Records for this task |
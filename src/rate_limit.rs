//! Rate limiting for authentication endpoints.
//!
//! Uses a token bucket algorithm with per-IP tracking to prevent brute force
//! and signup spam.

use axum::{
    extract::{ConnectInfo, Request, State},
    http::StatusCode,
    middleware::Next,
    response::{IntoResponse, Response},
};
use governor::{Quota, RateLimiter, clock::DefaultClock, state::keyed::DefaultKeyedStateStore};
use std::net::SocketAddr;
use std::{num::NonZeroU32, sync::Arc};

/// Per-IP keyed rate limiter.
pub type IpLimiter = RateLimiter<String, DefaultKeyedStateStore<String>, DefaultClock>;

/// Rate limiting configuration for authentication endpoints.
pub struct RateLimitConfig {
    /// Per-IP limiter for registration (strict: 3 per minute)
    pub signup: Arc<IpLimiter>,
    /// Per-IP limiter for credential attempts, login and forgot-password
    /// (1 per second with a burst of 5)
    pub credentials: Arc<IpLimiter>,
}

impl RateLimitConfig {
    pub fn new() -> Self {
        Self {
            signup: Arc::new(RateLimiter::keyed(Quota::per_minute(
                NonZeroU32::new(3).unwrap(),
            ))),
            credentials: Arc::new(RateLimiter::keyed(
                Quota::per_second(NonZeroU32::new(1).unwrap())
                    .allow_burst(NonZeroU32::new(5).unwrap()),
            )),
        }
    }
}

impl Default for RateLimitConfig {
    fn default() -> Self {
        Self::new()
    }
}

/// Middleware for rate limiting registration.
pub async fn rate_limit_signup(
    State(config): State<Arc<RateLimitConfig>>,
    request: Request,
    next: Next,
) -> Response {
    check(&config.signup, request, next, "Too many signup attempts. Please wait before trying again.").await
}

/// Middleware for rate limiting credential attempts.
pub async fn rate_limit_credentials(
    State(config): State<Arc<RateLimitConfig>>,
    request: Request,
    next: Next,
) -> Response {
    check(
        &config.credentials,
        request,
        next,
        "Too many authentication attempts. Please wait before trying again.",
    )
    .await
}

async fn check(limiter: &IpLimiter, request: Request, next: Next, message: &'static str) -> Response {
    let Some(ip) = client_ip(&request) else {
        return (StatusCode::FORBIDDEN, "Unable to determine client IP.").into_response();
    };

    match limiter.check_key(&ip) {
        Ok(_) => next.run(request).await,
        Err(_) => (StatusCode::TOO_MANY_REQUESTS, message).into_response(),
    }
}

/// Extract the client IP: X-Forwarded-For first (reverse proxy), then the
/// peer address from ConnectInfo.
fn client_ip(request: &Request) -> Option<String> {
    if let Some(forwarded_for) = request.headers().get("x-forwarded-for") {
        if let Ok(value) = forwarded_for.to_str() {
            // May contain multiple IPs, the first is the original client
            if let Some(first_ip) = value.split(',').next() {
                let ip = first_ip.trim();
                if !ip.is_empty() {
                    return Some(ip.to_string());
                }
            }
        }
    }

    request
        .extensions()
        .get::<ConnectInfo<SocketAddr>>()
        .map(|ci| ci.0.ip().to_string())
}
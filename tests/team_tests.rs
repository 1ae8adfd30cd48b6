//! Tests for team endpoints: creation, leader gating, membership, and the
//! join-request flow.

mod common;

use axum::http::StatusCode;
use common::*;

const PASSWORD: &str = "Password@123";

/// Create a team and return its uuid.
async fn create_team(t: &TestApp, access: &str, name: &str) -> String {
    let response = request(
        &t.app,
        "POST",
        "/api/v1/teams",
        Some(&access_cookie(access)),
        Some(serde_json::json!({ "name": name, "description": "a team" })),
    )
    .await;
    assert_eq!(response.status(), StatusCode::CREATED);
    body_json(response).await["uuid"].as_str().unwrap().to_string()
}

/// File a join request and return its id.
async fn request_join(t: &TestApp, access: &str, team_uuid: &str) -> i64 {
    let response = request(
        &t.app,
        "POST",
        &format!("/api/v1/teams/{}/join", team_uuid),
        Some(&access_cookie(access)),
        None,
    )
    .await;
    assert_eq!(response.status(), StatusCode::CREATED);
    body_json(response).await["requestId"].as_i64().unwrap()
}

#[tokio::test]
async fn test_create_team_creator_becomes_leader() {
    let t = spawn_app().await;
    let (alice_uuid, access, _) = register_and_login(&t.app, "alice@example.com", PASSWORD).await;

    let team_uuid = create_team(&t, &access, "rustaceans").await;

    let response = request(
        &t.app,
        "GET",
        &format!("/api/v1/teams/{}", team_uuid),
        Some(&access_cookie(&access)),
        None,
    )
    .await;
    assert_eq!(response.status(), StatusCode::OK);

    let body = body_json(response).await;
    assert_eq!(body["team"]["name"], "rustaceans");
    let members = body["members"].as_array().unwrap();
    assert_eq!(members.len(), 1);
    assert_eq!(members[0]["uuid"], alice_uuid);
    assert_eq!(members[0]["role"], "leader");
}

#[tokio::test]
async fn test_duplicate_team_name_conflicts() {
    let t = spawn_app().await;
    let (_, access, _) = register_and_login(&t.app, "alice@example.com", PASSWORD).await;

    create_team(&t, &access, "rustaceans").await;

    let response = request(
        &t.app,
        "POST",
        "/api/v1/teams",
        Some(&access_cookie(&access)),
        Some(serde_json::json!({ "name": "rustaceans" })),
    )
    .await;
    assert_eq!(response.status(), StatusCode::CONFLICT);
}

#[tokio::test]
async fn test_create_team_requires_authentication() {
    let t = spawn_app().await;

    let response = request(
        &t.app,
        "POST",
        "/api/v1/teams",
        None,
        Some(serde_json::json!({ "name": "rustaceans" })),
    )
    .await;
    assert_eq!(response.status(), StatusCode::UNAUTHORIZED);
}

#[tokio::test]
async fn test_join_request_approval_adds_member() {
    let t = spawn_app().await;
    let (_, leader_access, _) = register_and_login(&t.app, "lead@example.com", PASSWORD).await;
    let (bob_uuid, bob_access, _) = register_and_login(&t.app, "bob@example.com", PASSWORD).await;

    let team_uuid = create_team(&t, &leader_access, "rustaceans").await;
    let request_id = request_join(&t, &bob_access, &team_uuid).await;

    // Leader sees the pending request
    let response = request(
        &t.app,
        "GET",
        &format!("/api/v1/teams/{}/requests", team_uuid),
        Some(&access_cookie(&leader_access)),
        None,
    )
    .await;
    assert_eq!(response.status(), StatusCode::OK);
    let body = body_json(response).await;
    let requests = body["requests"].as_array().unwrap();
    assert_eq!(requests.len(), 1);
    assert_eq!(requests[0]["userUuid"], bob_uuid);
    assert_eq!(requests[0]["status"], "PENDING");

    // Approve it
    let response = request(
        &t.app,
        "POST",
        &format!("/api/v1/teams/{}/requests/{}/approve", team_uuid, request_id),
        Some(&access_cookie(&leader_access)),
        None,
    )
    .await;
    assert_eq!(response.status(), StatusCode::OK);

    // Bob is now a member
    let response = request(
        &t.app,
        "GET",
        &format!("/api/v1/teams/{}", team_uuid),
        Some(&access_cookie(&bob_access)),
        None,
    )
    .await;
    let body = body_json(response).await;
    let members = body["members"].as_array().unwrap();
    assert_eq!(members.len(), 2);
    assert!(members.iter().any(|m| m["uuid"] == bob_uuid && m["role"] == "member"));

    // Requests resolve exactly once
    let response = request(
        &t.app,
        "POST",
        &format!("/api/v1/teams/{}/requests/{}/approve", team_uuid, request_id),
        Some(&access_cookie(&leader_access)),
        None,
    )
    .await;
    assert_eq!(response.status(), StatusCode::CONFLICT);
}

#[tokio::test]
async fn test_join_request_rejection() {
    let t = spawn_app().await;
    let (_, leader_access, _) = register_and_login(&t.app, "lead@example.com", PASSWORD).await;
    let (bob_uuid, bob_access, _) = register_and_login(&t.app, "bob@example.com", PASSWORD).await;

    let team_uuid = create_team(&t, &leader_access, "rustaceans").await;
    let request_id = request_join(&t, &bob_access, &team_uuid).await;

    let response = request(
        &t.app,
        "POST",
        &format!("/api/v1/teams/{}/requests/{}/reject", team_uuid, request_id),
        Some(&access_cookie(&leader_access)),
        None,
    )
    .await;
    assert_eq!(response.status(), StatusCode::OK);
    assert_eq!(body_json(response).await["status"], "REJECTED");

    // Bob is not a member
    let response = request(
        &t.app,
        "GET",
        &format!("/api/v1/teams/{}", team_uuid),
        Some(&access_cookie(&bob_access)),
        None,
    )
    .await;
    let body = body_json(response).await;
    assert!(!body["members"].as_array().unwrap().iter().any(|m| m["uuid"] == bob_uuid));

    // A rejected request does not block filing a new one
    request_join(&t, &bob_access, &team_uuid).await;
}

#[tokio::test]
async fn test_duplicate_pending_join_request_conflicts() {
    let t = spawn_app().await;
    let (_, leader_access, _) = register_and_login(&t.app, "lead@example.com", PASSWORD).await;
    let (_, bob_access, _) = register_and_login(&t.app, "bob@example.com", PASSWORD).await;

    let team_uuid = create_team(&t, &leader_access, "rustaceans").await;
    request_join(&t, &bob_access, &team_uuid).await;

    let response = request(
        &t.app,
        "POST",
        &format!("/api/v1/teams/{}/join", team_uuid),
        Some(&access_cookie(&bob_access)),
        None,
    )
    .await;
    assert_eq!(response.status(), StatusCode::CONFLICT);
}

#[tokio::test]
async fn test_member_cannot_file_join_request() {
    let t = spawn_app().await;
    let (_, leader_access, _) = register_and_login(&t.app, "lead@example.com", PASSWORD).await;

    let team_uuid = create_team(&t, &leader_access, "rustaceans").await;

    let response = request(
        &t.app,
        "POST",
        &format!("/api/v1/teams/{}/join", team_uuid),
        Some(&access_cookie(&leader_access)),
        None,
    )
    .await;
    assert_eq!(response.status(), StatusCode::CONFLICT);
}

#[tokio::test]
async fn test_non_leader_cannot_resolve_requests() {
    let t = spawn_app().await;
    let (_, leader_access, _) = register_and_login(&t.app, "lead@example.com", PASSWORD).await;
    let (_, bob_access, _) = register_and_login(&t.app, "bob@example.com", PASSWORD).await;
    let (_, carol_access, _) = register_and_login(&t.app, "carol@example.com", PASSWORD).await;

    let team_uuid = create_team(&t, &leader_access, "rustaceans").await;
    let request_id = request_join(&t, &bob_access, &team_uuid).await;

    let response = request(
        &t.app,
        "POST",
        &format!("/api/v1/teams/{}/requests/{}/approve", team_uuid, request_id),
        Some(&access_cookie(&carol_access)),
        None,
    )
    .await;
    assert_eq!(response.status(), StatusCode::FORBIDDEN);
}

#[tokio::test]
async fn test_leader_manages_members_directly() {
    let t = spawn_app().await;
    let (_, leader_access, _) = register_and_login(&t.app, "lead@example.com", PASSWORD).await;
    let (bob_uuid, _, _) = register_and_login(&t.app, "bob@example.com", PASSWORD).await;

    let team_uuid = create_team(&t, &leader_access, "rustaceans").await;

    let response = request(
        &t.app,
        "POST",
        &format!("/api/v1/teams/{}/members/{}", team_uuid, bob_uuid),
        Some(&access_cookie(&leader_access)),
        None,
    )
    .await;
    assert_eq!(response.status(), StatusCode::OK);
    assert_eq!(body_json(response).await["added"], true);

    let response = request(
        &t.app,
        "DELETE",
        &format!("/api/v1/teams/{}/members/{}", team_uuid, bob_uuid),
        Some(&access_cookie(&leader_access)),
        None,
    )
    .await;
    assert_eq!(response.status(), StatusCode::OK);
    assert_eq!(body_json(response).await["removed"], true);
}

#[tokio::test]
async fn test_member_can_leave_but_not_remove_others() {
    let t = spawn_app().await;
    let (_, leader_access, _) = register_and_login(&t.app, "lead@example.com", PASSWORD).await;
    let (bob_uuid, bob_access, _) = register_and_login(&t.app, "bob@example.com", PASSWORD).await;
    let (carol_uuid, _, _) = register_and_login(&t.app, "carol@example.com", PASSWORD).await;

    let team_uuid = create_team(&t, &leader_access, "rustaceans").await;

    for member in [&bob_uuid, &carol_uuid] {
        request(
            &t.app,
            "POST",
            &format!("/api/v1/teams/{}/members/{}", team_uuid, member),
            Some(&access_cookie(&leader_access)),
            None,
        )
        .await;
    }

    // Bob cannot remove Carol
    let response = request(
        &t.app,
        "DELETE",
        &format!("/api/v1/teams/{}/members/{}", team_uuid, carol_uuid),
        Some(&access_cookie(&bob_access)),
        None,
    )
    .await;
    assert_eq!(response.status(), StatusCode::FORBIDDEN);

    // Bob can leave
    let response = request(
        &t.app,
        "DELETE",
        &format!("/api/v1/teams/{}/members/{}", team_uuid, bob_uuid),
        Some(&access_cookie(&bob_access)),
        None,
    )
    .await;
    assert_eq!(response.status(), StatusCode::OK);
}

#[tokio::test]
async fn test_delete_team_leader_only() {
    let t = spawn_app().await;
    let (_, leader_access, _) = register_and_login(&t.app, "lead@example.com", PASSWORD).await;
    let (_, bob_access, _) = register_and_login(&t.app, "bob@example.com", PASSWORD).await;

    let team_uuid = create_team(&t, &leader_access, "rustaceans").await;

    let response = request(
        &t.app,
        "DELETE",
        &format!("/api/v1/teams/{}", team_uuid),
        Some(&access_cookie(&bob_access)),
        None,
    )
    .await;
    assert_eq!(response.status(), StatusCode::FORBIDDEN);

    let response = request(
        &t.app,
        "DELETE",
        &format!("/api/v1/teams/{}", team_uuid),
        Some(&access_cookie(&leader_access)),
        None,
    )
    .await;
    assert_eq!(response.status(), StatusCode::NO_CONTENT);

    let response = request(
        &t.app,
        "GET",
        &format!("/api/v1/teams/{}", team_uuid),
        Some(&access_cookie(&leader_access)),
        None,
    )
    .await;
    assert_eq!(response.status(), StatusCode::NOT_FOUND);
}

#[tokio::test]
async fn test_admin_can_delete_any_team() {
    let t = spawn_app().await;
    let (_, leader_access, _) = register_and_login(&t.app, "lead@example.com", PASSWORD).await;
    let (_, admin_access) = create_admin(&t, "admin@example.com").await;

    let team_uuid = create_team(&t, &leader_access, "rustaceans").await;

    let response = request(
        &t.app,
        "DELETE",
        &format!("/api/v1/teams/{}", team_uuid),
        Some(&access_cookie(&admin_access)),
        None,
    )
    .await;
    assert_eq!(response.status(), StatusCode::NO_CONTENT);
}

Task statement |
When the word "RateLimiter" shows up in a line of the entries, pull that line out.

Response for this exercise |
use governor::{Quota, RateLimiter, clock::DefaultClock, state::keyed::DefaultKeyedStateStore};
pub type IpLimiter = RateLimiter<String, DefaultKeyedStateStore<String>, DefaultClock>;
            signup: Arc::new(RateLimiter::keyed(Quota::per_minute(
            credentials: Arc::new(RateLimiter::keyed(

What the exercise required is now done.